• **Task objective**
Please output exactly the part of the records below that opens with the line containing "filename src/lib.rs" and closes with the line containing "filters messages by", both lines included, and nothing else.

• **Excerpted data**
■ ■ ■ ■

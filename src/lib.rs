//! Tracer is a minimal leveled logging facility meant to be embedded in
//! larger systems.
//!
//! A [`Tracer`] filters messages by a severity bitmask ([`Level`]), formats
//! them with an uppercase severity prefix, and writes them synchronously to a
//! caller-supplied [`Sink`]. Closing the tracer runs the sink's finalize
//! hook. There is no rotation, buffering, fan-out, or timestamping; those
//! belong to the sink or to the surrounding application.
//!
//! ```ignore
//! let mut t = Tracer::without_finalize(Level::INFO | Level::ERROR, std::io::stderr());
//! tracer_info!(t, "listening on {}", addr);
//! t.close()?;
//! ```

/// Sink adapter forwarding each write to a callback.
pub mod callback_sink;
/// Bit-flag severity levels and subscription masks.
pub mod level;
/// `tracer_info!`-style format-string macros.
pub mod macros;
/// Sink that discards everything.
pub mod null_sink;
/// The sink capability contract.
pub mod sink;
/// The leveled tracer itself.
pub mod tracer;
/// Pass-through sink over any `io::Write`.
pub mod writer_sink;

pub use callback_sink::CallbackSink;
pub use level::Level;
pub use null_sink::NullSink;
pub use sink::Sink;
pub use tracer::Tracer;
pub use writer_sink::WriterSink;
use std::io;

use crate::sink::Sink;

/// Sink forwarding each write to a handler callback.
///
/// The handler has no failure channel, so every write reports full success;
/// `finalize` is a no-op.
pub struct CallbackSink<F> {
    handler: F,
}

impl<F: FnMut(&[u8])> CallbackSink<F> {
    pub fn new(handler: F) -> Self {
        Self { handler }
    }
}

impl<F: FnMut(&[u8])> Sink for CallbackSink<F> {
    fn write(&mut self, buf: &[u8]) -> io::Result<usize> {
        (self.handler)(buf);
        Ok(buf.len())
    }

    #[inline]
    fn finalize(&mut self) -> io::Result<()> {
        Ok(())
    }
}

■ ■ ■ ■

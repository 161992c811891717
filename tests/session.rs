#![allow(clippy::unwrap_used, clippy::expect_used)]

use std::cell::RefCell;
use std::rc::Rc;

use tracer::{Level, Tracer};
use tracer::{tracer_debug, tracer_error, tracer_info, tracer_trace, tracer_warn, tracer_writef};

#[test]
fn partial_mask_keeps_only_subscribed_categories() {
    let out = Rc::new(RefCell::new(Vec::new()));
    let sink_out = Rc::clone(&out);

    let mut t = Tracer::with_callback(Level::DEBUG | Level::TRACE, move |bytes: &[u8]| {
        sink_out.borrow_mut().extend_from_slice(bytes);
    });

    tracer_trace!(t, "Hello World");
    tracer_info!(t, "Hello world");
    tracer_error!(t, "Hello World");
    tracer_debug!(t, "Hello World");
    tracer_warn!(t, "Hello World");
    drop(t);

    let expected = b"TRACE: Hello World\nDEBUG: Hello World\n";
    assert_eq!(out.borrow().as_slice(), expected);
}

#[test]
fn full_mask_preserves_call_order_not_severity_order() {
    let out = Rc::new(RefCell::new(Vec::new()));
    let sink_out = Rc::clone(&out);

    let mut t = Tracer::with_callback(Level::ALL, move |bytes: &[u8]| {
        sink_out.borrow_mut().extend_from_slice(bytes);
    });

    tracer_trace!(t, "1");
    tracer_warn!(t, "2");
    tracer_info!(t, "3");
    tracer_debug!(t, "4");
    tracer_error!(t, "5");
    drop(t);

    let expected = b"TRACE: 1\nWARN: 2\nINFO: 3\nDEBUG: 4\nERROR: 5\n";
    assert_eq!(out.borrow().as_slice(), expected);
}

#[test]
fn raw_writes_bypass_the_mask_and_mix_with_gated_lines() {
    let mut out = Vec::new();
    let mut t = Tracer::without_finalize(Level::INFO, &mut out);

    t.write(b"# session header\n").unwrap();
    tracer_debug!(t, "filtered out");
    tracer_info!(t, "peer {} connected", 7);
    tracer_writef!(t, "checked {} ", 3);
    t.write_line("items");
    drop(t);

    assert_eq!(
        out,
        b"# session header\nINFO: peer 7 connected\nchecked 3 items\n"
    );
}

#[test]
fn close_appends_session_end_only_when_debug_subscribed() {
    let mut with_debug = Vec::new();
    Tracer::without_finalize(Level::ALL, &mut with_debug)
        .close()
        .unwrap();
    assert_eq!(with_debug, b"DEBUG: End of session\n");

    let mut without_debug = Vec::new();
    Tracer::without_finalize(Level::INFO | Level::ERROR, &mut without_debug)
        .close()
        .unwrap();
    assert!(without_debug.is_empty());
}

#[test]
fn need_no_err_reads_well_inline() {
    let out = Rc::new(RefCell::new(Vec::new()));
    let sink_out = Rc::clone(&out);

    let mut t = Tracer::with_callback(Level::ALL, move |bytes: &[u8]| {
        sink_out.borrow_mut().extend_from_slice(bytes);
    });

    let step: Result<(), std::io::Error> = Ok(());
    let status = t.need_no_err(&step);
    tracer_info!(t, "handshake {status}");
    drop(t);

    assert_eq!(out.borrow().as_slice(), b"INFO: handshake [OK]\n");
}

■ ■ ■ ■

• **Expected answer**
filename src/lib.rs
//! Tracer is a minimal leveled logging facility meant to be embedded in
//! larger systems.
//!
//! A [`Tracer`] filters messages by a severity bitmask ([`Level`]), formats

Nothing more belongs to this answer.